BRIEF: An exact transcription of all the data is the expected reply.

ENTRIES SHOWN:
// libpn532-rs/libpn532/src/card/apdu.rs
//! Expected APDU responses and how they are compared.

use std::fmt;

use crate::utils::HexBytes;

/// Response a transaction step expects.
#[derive(Debug, Clone, PartialEq, Eq)]
pub enum ExpectedApdu {
    /// Any response, or none, is accepted
    Any,
    /// Exact bytes, optionally behind a 0x00 status byte
    Bytes(Vec<u8>),
}

impl From<Vec<u8>> for ExpectedApdu {
    fn from(bytes: Vec<u8>) -> Self {
        Self::Bytes(bytes)
    }
}

impl From<&[u8]> for ExpectedApdu {
    fn from(bytes: &[u8]) -> Self {
        Self::Bytes(bytes.to_vec())
    }
}

impl ExpectedApdu {
    /// Whether `actual` satisfies this expectation.
    pub fn matches(&self, actual: Option<&[u8]>) -> bool {
        match self {
            Self::Any => true,
            Self::Bytes(expected) => responses_match(expected, actual),
        }
    }
}

impl fmt::Display for ExpectedApdu {
    fn fmt(&self, f: &mut fmt::Formatter<'_>) -> fmt::Result {
        match self {
            Self::Any => f.write_str("*"),
            Self::Bytes(b) => write!(f, "{}", HexBytes(b)),
        }
    }
}

/// Exact match, or `actual` is `expected` behind a leading 0x00 status byte
/// (which `expected` must not start with itself).
pub fn responses_match(expected: &[u8], actual: Option<&[u8]>) -> bool {
    let Some(actual) = actual else {
        return false;
    };
    if expected == actual {
        return true;
    }
    if expected.is_empty() || actual.is_empty() {
        return false;
    }
    expected[0] != 0x00 && actual[0] == 0x00 && expected == &actual[1..]
}
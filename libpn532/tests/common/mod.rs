// Shared helpers for integration tests. Each test file pulls this in with
// `#[path = "../common/mod.rs"] mod common;`.
#![allow(dead_code)]

pub mod fixtures;
pub mod helpers;
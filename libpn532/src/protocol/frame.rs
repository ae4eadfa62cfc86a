// libpn532-rs/libpn532/src/protocol/frame.rs
//! Normal information frames and their 6-byte head.

use crate::constants::{DEVICE_MARKER, HOST_MARKER, MAX_BODY_LEN, POSTAMBLE, PREAMBLE, RESPONSE_HEAD_LEN};
use crate::protocol::checksum::{data_checksum_ok, dcs, lcs, length_checksum_ok};
use crate::{Error, Result};

/// Normal information frame.
/// Format: [Preamble+Start(3)] [LEN(1)] [LCS(1)] [TFI(1)] [Body(n)] [DCS(1)] [Postamble(1)]
/// LEN counts TFI + body. TFI is 0xD4 host->controller, 0xD5 controller->host.
#[derive(Debug, Clone, PartialEq, Eq)]
pub struct Frame {
    /// Frame identifier (TFI)
    pub marker: u8,
    /// Command or response code followed by its data
    pub body: Vec<u8>,
}

impl Frame {
    /// Build a host frame carrying `command` followed by `args`.
    pub fn encode(command: u8, args: &[u8]) -> Result<Vec<u8>> {
        let mut body = Vec::with_capacity(1 + args.len());
        body.push(command);
        body.extend_from_slice(args);
        Self::encode_with_marker(HOST_MARKER, &body)
    }

    /// Build a frame with an explicit frame identifier. Controller replies
    /// use [`DEVICE_MARKER`].
    pub fn encode_with_marker(marker: u8, body: &[u8]) -> Result<Vec<u8>> {
        if body.len() > MAX_BODY_LEN {
            return Err(Error::InvalidLength {
                expected: MAX_BODY_LEN,
                actual: body.len(),
            });
        }

        let len = (body.len() + 1) as u8;
        let mut out = Vec::with_capacity(PREAMBLE.len() + 3 + body.len() + 2);
        out.extend_from_slice(&PREAMBLE);
        out.push(len);
        out.push(lcs(len));
        out.push(marker);
        out.extend_from_slice(body);
        out.push(dcs(marker, body));
        out.push(POSTAMBLE);
        Ok(out)
    }

    /// Build a controller reply frame, as seen on the wire by the host.
    pub fn encode_response(body: &[u8]) -> Result<Vec<u8>> {
        Self::encode_with_marker(DEVICE_MARKER, body)
    }

    /// Decode a complete frame, validating every field.
    pub fn decode(frame: &[u8]) -> Result<Frame> {
        if frame.len() < RESPONSE_HEAD_LEN {
            return Err(Error::InvalidLength {
                expected: RESPONSE_HEAD_LEN,
                actual: frame.len(),
            });
        }

        let head = FrameHead::parse(&frame[..RESPONSE_HEAD_LEN])?;
        if !head.preamble_ok() {
            return Err(Error::FrameFormat("invalid preamble".into()));
        }
        if !head.length_checksum_ok() {
            return Err(Error::ChecksumMismatch {
                expected: lcs(head.len),
                actual: head.lcs,
            });
        }
        let body_len = head.body_len()?;

        let required_len = RESPONSE_HEAD_LEN + body_len + 2;
        if frame.len() != required_len {
            return Err(Error::InvalidLength {
                expected: required_len,
                actual: frame.len(),
            });
        }

        let body = &frame[RESPONSE_HEAD_LEN..RESPONSE_HEAD_LEN + body_len];
        let dcs_actual = frame[RESPONSE_HEAD_LEN + body_len];
        if !data_checksum_ok(head.marker, body, dcs_actual) {
            return Err(Error::ChecksumMismatch {
                expected: dcs(head.marker, body),
                actual: dcs_actual,
            });
        }

        if frame[required_len - 1] != POSTAMBLE {
            return Err(Error::FrameFormat("invalid postamble".into()));
        }

        Ok(Frame {
            marker: head.marker,
            body: body.to_vec(),
        })
    }
}

/// First six bytes of a frame: preamble, LEN, LCS and TFI.
#[derive(Debug, Clone, Copy, PartialEq, Eq)]
pub struct FrameHead {
    /// Preamble and start code
    pub start: [u8; 3],
    /// LEN
    pub len: u8,
    /// LCS
    pub lcs: u8,
    /// TFI
    pub marker: u8,
}

impl FrameHead {
    /// Split the first six bytes of `bytes` into their fields.
    pub fn parse(bytes: &[u8]) -> Result<Self> {
        if bytes.len() != RESPONSE_HEAD_LEN {
            return Err(Error::InvalidLength {
                expected: RESPONSE_HEAD_LEN,
                actual: bytes.len(),
            });
        }
        Ok(Self {
            start: [bytes[0], bytes[1], bytes[2]],
            len: bytes[3],
            lcs: bytes[4],
            marker: bytes[5],
        })
    }

    /// Preamble and start code are `00 00 FF`.
    pub fn preamble_ok(&self) -> bool {
        self.start == PREAMBLE
    }

    /// LEN + LCS is zero modulo 256.
    pub fn length_checksum_ok(&self) -> bool {
        length_checksum_ok(self.len, self.lcs)
    }

    /// Body bytes that follow the head (LEN minus the TFI byte).
    pub fn body_len(&self) -> Result<usize> {
        (self.len as usize).checked_sub(1).ok_or(Error::InvalidLength {
            expected: 1,
            actual: 0,
        })
    }

    /// The head back in wire order.
    pub fn as_bytes(&self) -> [u8; RESPONSE_HEAD_LEN] {
        [self.start[0], self.start[1], self.start[2], self.len, self.lcs, self.marker]
    }
}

WRITTEN ANSWER:
// libpn532-rs/libpn532/src/card/apdu.rs
//! Expected APDU responses and how they are compared.

use std::fmt;

use crate::utils::HexBytes;

/// Response a transaction step expects.
#[derive(Debug, Clone, PartialEq, Eq)]
pub enum ExpectedApdu {
    /// Any response, or none, is accepted
    Any,
    /// Exact bytes, optionally behind a 0x00 status byte
    Bytes(Vec<u8>),
}

impl From<Vec<u8>> for ExpectedApdu {
    fn from(bytes: Vec<u8>) -> Self {
        Self::Bytes(bytes)
    }
}

impl From<&[u8]> for ExpectedApdu {
    fn from(bytes: &[u8]) -> Self {
        Self::Bytes(bytes.to_vec())
    }
}

impl ExpectedApdu {
    /// Whether `actual` satisfies this expectation.
    pub fn matches(&self, actual: Option<&[u8]>) -> bool {
        match self {
            Self::Any => true,
            Self::Bytes(expected) => responses_match(expected, actual),
        }
    }
}

impl fmt::Display for ExpectedApdu {
    fn fmt(&self, f: &mut fmt::Formatter<'_>) -> fmt::Result {
        match self {
            Self::Any => f.write_str("*"),
            Self::Bytes(b) => write!(f, "{}", HexBytes(b)),
        }
    }
}

/// Exact match, or `actual` is `expected` behind a leading 0x00 status byte
/// (which `expected` must not start with itself).
pub fn responses_match(expected: &[u8], actual: Option<&[u8]>) -> bool {
    let Some(actual) = actual else {
        return false;
    };
    if expected == actual {
        return true;
    }
    if expected.is_empty() || actual.is_empty() {
        return false;
    }
    expected[0] != 0x00 && actual[0] == 0x00 && expected == &actual[1..]
}
filename libpn532/tests/common/mod.rs
// Shared helpers for integration tests. Each test file pulls this in with
// `#[path = "../common/mod.rs"] mod common;`.
#![allow(dead_code)]

pub mod fixtures;
pub mod helpers;
filename libpn532/src/protocol/frame.rs
repository ae4eadfa62cfc86a
// libpn532-rs/libpn532/src/protocol/frame.rs
//! Normal information frames and their 6-byte head.

use crate::constants::{DEVICE_MARKER, HOST_MARKER, MAX_BODY_LEN, POSTAMBLE, PREAMBLE, RESPONSE_HEAD_LEN};
use crate::protocol::checksum::{data_checksum_ok, dcs, lcs, length_checksum_ok};
use crate::{Error, Result};

/// Normal information frame.
/// Format: [Preamble+Start(3)] [LEN(1)] [LCS(1)] [TFI(1)] [Body(n)] [DCS(1)] [Postamble(1)]
/// LEN counts TFI + body. TFI is 0xD4 host->controller, 0xD5 controller->host.
#[derive(Debug, Clone, PartialEq, Eq)]
pub struct Frame {
    /// Frame identifier (TFI)
    pub marker: u8,
    /// Command or response code followed by its data
    pub body: Vec<u8>,
}

impl Frame {
    /// Build a host frame carrying `command` followed by `args`.
    pub fn encode(command: u8, args: &[u8]) -> Result<Vec<u8>> {
        let mut body = Vec::with_capacity(1 + args.len());
        body.push(command);
        body.extend_from_slice(args);
        Self::encode_with_marker(HOST_MARKER, &body)
    }

    /// Build a frame with an explicit frame identifier. Controller replies
    /// use [`DEVICE_MARKER`].
    pub fn encode_with_marker(marker: u8, body: &[u8]) -> Result<Vec<u8>> {
        if body.len() > MAX_BODY_LEN {
            return Err(Error::InvalidLength {
                expected: MAX_BODY_LEN,
                actual: body.len(),
            });
        }

        let len = (body.len() + 1) as u8;
        let mut out = Vec::with_capacity(PREAMBLE.len() + 3 + body.len() + 2);
        out.extend_from_slice(&PREAMBLE);
        out.push(len);
        out.push(lcs(len));
        out.push(marker);
        out.extend_from_slice(body);
        out.push(dcs(marker, body));
        out.push(POSTAMBLE);
        Ok(out)
    }

    /// Build a controller reply frame, as seen on the wire by the host.
    pub fn encode_response(body: &[u8]) -> Result<Vec<u8>> {
        Self::encode_with_marker(DEVICE_MARKER, body)
    }

    /// Decode a complete frame, validating every field.
    pub fn decode(frame: &[u8]) -> Result<Frame> {
        if frame.len() < RESPONSE_HEAD_LEN {
            return Err(Error::InvalidLength {
                expected: RESPONSE_HEAD_LEN,
                actual: frame.len(),
            });
        }

        let head = FrameHead::parse(&frame[..RESPONSE_HEAD_LEN])?;
        if !head.preamble_ok() {
            return Err(Error::FrameFormat("invalid preamble".into()));
        }
        if !head.length_checksum_ok() {
            return Err(Error::ChecksumMismatch {
                expected: lcs(head.len),
                actual: head.lcs,
            });
        }
        let body_len = head.body_len()?;

        let required_len = RESPONSE_HEAD_LEN + body_len + 2;
        if frame.len() != required_len {
            return Err(Error::InvalidLength {
                expected: required_len,
                actual: frame.len(),
            });
        }

        let body = &frame[RESPONSE_HEAD_LEN..RESPONSE_HEAD_LEN + body_len];
        let dcs_actual = frame[RESPONSE_HEAD_LEN + body_len];
        if !data_checksum_ok(head.marker, body, dcs_actual) {
            return Err(Error::ChecksumMismatch {
                expected: dcs(head.marker, body),
                actual: dcs_actual,
            });
        }

        if frame[required_len - 1] != POSTAMBLE {
            return Err(Error::FrameFormat("invalid postamble".into()));
        }

        Ok(Frame {
            marker: head.marker,
            body: body.to_vec(),
        })
    }
}

/// First six bytes of a frame: preamble, LEN, LCS and TFI.
#[derive(Debug, Clone, Copy, PartialEq, Eq)]
pub struct FrameHead {
    /// Preamble and start code
    pub start: [u8; 3],
    /// LEN
    pub len: u8,
    /// LCS
    pub lcs: u8,
    /// TFI
    pub marker: u8,
}

impl FrameHead {
    /// Split the first six bytes of `bytes` into their fields.
    pub fn parse(bytes: &[u8]) -> Result<Self> {
        if bytes.len() != RESPONSE_HEAD_LEN {
            return Err(Error::InvalidLength {
                expected: RESPONSE_HEAD_LEN,
                actual: bytes.len(),
            });
        }
        Ok(Self {
            start: [bytes[0], bytes[1], bytes[2]],
            len: bytes[3],
            lcs: bytes[4],
            marker: bytes[5],
        })
    }

    /// Preamble and start code are `00 00 FF`.
    pub fn preamble_ok(&self) -> bool {
        self.start == PREAMBLE
    }

    /// LEN + LCS is zero modulo 256.
    pub fn length_checksum_ok(&self) -> bool {
        length_checksum_ok(self.len, self.lcs)
    }

    /// Body bytes that follow the head (LEN minus the TFI byte).
    pub fn body_len(&self) -> Result<usize> {
        (self.len as usize).checked_sub(1).ok_or(Error::InvalidLength {
            expected: 1,
            actual: 0,
        })
    }

    /// The head back in wire order.
    pub fn as_bytes(&self) -> [u8; RESPONSE_HEAD_LEN] {
        [self.start[0], self.start[1], self.start[2], self.len, self.lcs, self.marker]
    }
}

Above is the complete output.